Stored data
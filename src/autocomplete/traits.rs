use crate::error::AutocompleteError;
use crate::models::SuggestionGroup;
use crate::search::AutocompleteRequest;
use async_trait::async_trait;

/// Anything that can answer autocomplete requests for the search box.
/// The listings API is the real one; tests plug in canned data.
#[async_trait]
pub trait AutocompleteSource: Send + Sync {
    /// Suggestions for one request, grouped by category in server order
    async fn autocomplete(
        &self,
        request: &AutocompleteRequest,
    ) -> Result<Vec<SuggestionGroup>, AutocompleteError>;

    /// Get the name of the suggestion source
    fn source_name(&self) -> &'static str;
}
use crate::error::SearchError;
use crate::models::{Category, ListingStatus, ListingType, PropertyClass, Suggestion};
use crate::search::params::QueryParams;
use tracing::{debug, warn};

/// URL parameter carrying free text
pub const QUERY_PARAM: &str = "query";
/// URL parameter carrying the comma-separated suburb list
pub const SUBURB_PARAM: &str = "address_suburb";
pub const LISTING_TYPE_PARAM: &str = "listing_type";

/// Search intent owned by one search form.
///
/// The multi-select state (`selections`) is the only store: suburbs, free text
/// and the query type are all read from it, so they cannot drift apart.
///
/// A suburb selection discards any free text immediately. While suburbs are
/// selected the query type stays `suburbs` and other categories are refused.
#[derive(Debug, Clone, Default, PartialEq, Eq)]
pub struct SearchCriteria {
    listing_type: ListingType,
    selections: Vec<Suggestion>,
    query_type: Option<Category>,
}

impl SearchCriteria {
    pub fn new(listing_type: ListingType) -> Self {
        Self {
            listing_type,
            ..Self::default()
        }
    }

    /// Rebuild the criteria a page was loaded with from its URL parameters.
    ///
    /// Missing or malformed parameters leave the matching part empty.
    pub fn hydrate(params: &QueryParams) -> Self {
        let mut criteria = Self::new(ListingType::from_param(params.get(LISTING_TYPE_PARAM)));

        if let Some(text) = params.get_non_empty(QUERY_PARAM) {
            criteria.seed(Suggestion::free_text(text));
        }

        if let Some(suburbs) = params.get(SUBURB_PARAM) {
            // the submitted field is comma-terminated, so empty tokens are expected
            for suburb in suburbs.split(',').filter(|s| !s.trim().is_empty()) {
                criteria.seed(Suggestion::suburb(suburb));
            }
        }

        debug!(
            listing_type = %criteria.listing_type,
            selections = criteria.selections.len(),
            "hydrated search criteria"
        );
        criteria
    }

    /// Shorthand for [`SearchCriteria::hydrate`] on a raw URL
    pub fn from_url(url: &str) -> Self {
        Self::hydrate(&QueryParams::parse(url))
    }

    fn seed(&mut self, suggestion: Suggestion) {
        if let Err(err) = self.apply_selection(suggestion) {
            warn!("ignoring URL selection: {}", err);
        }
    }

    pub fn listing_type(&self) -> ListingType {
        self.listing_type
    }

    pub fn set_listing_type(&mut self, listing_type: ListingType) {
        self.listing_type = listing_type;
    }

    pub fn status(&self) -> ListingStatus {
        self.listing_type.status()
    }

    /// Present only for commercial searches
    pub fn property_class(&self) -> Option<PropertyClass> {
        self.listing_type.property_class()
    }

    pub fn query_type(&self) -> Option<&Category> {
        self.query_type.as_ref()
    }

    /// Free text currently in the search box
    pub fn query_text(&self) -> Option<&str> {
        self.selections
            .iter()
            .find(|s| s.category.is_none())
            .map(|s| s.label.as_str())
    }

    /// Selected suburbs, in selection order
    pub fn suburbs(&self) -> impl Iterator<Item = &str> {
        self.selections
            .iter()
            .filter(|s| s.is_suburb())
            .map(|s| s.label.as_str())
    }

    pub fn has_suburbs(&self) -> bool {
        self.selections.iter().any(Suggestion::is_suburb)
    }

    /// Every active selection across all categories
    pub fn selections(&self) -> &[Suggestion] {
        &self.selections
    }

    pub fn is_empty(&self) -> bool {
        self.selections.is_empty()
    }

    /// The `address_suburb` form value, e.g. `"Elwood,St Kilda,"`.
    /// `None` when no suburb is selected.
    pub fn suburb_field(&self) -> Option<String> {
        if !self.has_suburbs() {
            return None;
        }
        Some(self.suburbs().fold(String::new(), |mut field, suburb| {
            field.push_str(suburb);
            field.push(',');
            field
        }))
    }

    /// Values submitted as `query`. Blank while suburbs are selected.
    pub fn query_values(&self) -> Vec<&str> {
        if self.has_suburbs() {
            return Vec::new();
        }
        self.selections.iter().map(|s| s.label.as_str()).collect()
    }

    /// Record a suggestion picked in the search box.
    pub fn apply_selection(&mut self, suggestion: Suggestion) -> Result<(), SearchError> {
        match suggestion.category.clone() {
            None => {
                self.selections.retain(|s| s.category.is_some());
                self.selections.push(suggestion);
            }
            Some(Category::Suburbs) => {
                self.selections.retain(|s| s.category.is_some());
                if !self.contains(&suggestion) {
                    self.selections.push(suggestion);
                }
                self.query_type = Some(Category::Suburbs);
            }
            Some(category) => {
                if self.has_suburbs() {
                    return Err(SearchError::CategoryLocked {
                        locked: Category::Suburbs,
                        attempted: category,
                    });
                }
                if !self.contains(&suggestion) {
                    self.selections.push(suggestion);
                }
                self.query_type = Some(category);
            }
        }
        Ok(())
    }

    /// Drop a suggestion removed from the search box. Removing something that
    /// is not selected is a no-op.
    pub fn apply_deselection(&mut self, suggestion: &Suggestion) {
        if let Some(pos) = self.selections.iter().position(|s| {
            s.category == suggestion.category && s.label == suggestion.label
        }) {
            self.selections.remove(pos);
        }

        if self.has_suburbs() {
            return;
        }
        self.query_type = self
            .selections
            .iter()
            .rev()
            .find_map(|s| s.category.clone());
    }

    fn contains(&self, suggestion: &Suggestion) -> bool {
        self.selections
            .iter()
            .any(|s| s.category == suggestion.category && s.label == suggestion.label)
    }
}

==

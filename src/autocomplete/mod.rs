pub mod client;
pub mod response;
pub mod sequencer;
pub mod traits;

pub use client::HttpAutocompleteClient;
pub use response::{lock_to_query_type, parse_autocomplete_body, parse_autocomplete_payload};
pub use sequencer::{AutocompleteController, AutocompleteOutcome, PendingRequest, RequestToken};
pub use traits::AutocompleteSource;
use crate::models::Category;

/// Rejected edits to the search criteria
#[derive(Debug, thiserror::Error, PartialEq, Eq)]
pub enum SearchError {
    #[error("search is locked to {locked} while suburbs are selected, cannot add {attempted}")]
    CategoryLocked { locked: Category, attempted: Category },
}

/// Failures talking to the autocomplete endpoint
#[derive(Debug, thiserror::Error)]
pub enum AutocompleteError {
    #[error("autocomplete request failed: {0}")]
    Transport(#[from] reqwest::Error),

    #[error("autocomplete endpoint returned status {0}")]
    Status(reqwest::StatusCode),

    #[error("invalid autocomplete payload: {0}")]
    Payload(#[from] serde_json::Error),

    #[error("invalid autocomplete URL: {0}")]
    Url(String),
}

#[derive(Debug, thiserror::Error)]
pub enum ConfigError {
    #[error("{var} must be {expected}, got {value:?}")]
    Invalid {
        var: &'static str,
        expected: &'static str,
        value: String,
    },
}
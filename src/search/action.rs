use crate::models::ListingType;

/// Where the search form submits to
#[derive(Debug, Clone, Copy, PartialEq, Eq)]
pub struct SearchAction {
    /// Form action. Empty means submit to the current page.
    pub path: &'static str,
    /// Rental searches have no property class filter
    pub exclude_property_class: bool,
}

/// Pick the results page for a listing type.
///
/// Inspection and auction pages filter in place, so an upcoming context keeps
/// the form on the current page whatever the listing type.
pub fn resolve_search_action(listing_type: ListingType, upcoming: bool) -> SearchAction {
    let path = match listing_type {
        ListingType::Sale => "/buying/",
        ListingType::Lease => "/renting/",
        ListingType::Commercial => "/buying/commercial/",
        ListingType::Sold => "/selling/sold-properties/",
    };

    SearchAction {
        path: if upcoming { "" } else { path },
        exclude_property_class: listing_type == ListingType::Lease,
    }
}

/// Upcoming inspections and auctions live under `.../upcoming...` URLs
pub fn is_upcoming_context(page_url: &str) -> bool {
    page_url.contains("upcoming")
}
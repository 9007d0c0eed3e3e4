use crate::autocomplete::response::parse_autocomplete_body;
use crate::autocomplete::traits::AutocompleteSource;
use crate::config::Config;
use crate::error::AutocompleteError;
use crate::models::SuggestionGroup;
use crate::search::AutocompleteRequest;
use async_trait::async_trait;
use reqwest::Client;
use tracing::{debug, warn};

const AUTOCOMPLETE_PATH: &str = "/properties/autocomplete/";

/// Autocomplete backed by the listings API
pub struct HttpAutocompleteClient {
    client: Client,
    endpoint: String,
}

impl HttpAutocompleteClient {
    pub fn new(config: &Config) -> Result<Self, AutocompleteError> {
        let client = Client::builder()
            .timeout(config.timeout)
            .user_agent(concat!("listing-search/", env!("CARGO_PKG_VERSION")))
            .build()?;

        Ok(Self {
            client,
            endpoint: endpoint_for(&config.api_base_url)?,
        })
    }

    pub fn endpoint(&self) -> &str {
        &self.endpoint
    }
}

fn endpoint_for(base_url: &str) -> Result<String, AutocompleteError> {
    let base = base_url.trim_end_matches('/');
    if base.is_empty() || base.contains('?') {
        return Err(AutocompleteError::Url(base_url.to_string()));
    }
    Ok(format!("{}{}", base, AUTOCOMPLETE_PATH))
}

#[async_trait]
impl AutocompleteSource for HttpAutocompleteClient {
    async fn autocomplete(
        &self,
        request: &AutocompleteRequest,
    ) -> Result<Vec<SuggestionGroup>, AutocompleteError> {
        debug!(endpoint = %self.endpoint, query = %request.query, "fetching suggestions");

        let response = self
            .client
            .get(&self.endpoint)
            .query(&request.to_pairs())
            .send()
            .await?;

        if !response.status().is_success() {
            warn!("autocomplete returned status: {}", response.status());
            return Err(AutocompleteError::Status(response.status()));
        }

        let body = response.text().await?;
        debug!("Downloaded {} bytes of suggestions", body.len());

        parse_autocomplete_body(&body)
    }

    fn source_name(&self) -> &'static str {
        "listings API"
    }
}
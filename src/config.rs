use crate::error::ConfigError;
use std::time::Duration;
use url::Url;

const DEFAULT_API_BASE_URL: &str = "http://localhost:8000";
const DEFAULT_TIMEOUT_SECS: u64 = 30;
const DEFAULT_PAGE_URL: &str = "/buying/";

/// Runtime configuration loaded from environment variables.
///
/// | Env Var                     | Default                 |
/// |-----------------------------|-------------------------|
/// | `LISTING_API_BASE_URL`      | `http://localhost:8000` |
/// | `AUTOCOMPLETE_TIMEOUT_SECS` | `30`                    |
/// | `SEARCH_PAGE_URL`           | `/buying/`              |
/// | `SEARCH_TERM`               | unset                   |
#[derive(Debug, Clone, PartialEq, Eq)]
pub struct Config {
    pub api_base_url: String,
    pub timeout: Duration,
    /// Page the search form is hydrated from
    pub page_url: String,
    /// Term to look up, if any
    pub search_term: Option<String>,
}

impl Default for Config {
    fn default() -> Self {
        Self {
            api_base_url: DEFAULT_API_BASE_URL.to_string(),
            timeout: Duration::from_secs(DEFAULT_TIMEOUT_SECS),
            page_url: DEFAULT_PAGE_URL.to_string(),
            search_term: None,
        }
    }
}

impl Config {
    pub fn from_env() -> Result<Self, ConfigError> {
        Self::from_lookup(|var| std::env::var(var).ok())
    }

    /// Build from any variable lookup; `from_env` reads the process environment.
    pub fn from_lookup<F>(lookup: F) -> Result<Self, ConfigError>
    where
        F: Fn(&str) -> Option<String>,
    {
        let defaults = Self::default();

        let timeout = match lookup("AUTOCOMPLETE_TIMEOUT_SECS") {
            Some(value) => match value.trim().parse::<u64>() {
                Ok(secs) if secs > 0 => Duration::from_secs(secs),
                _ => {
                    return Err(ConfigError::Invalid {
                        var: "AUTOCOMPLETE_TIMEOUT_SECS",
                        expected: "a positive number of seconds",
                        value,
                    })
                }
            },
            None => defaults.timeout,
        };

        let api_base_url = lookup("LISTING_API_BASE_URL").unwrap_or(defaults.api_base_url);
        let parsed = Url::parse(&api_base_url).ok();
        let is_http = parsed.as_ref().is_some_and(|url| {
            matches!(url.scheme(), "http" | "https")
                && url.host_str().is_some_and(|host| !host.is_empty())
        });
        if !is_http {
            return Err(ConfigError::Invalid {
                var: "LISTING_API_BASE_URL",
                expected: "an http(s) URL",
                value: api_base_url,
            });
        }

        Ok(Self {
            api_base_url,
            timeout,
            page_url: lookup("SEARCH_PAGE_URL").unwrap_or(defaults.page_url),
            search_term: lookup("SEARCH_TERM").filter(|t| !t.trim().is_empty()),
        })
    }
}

# TASK DESCRIPTION:
Every line that holds the string "sequencer" must be copied from the records above.

# OUTPUT:
pub mod sequencer;
pub use sequencer::{AutocompleteController, AutocompleteOutcome, PendingRequest, RequestToken};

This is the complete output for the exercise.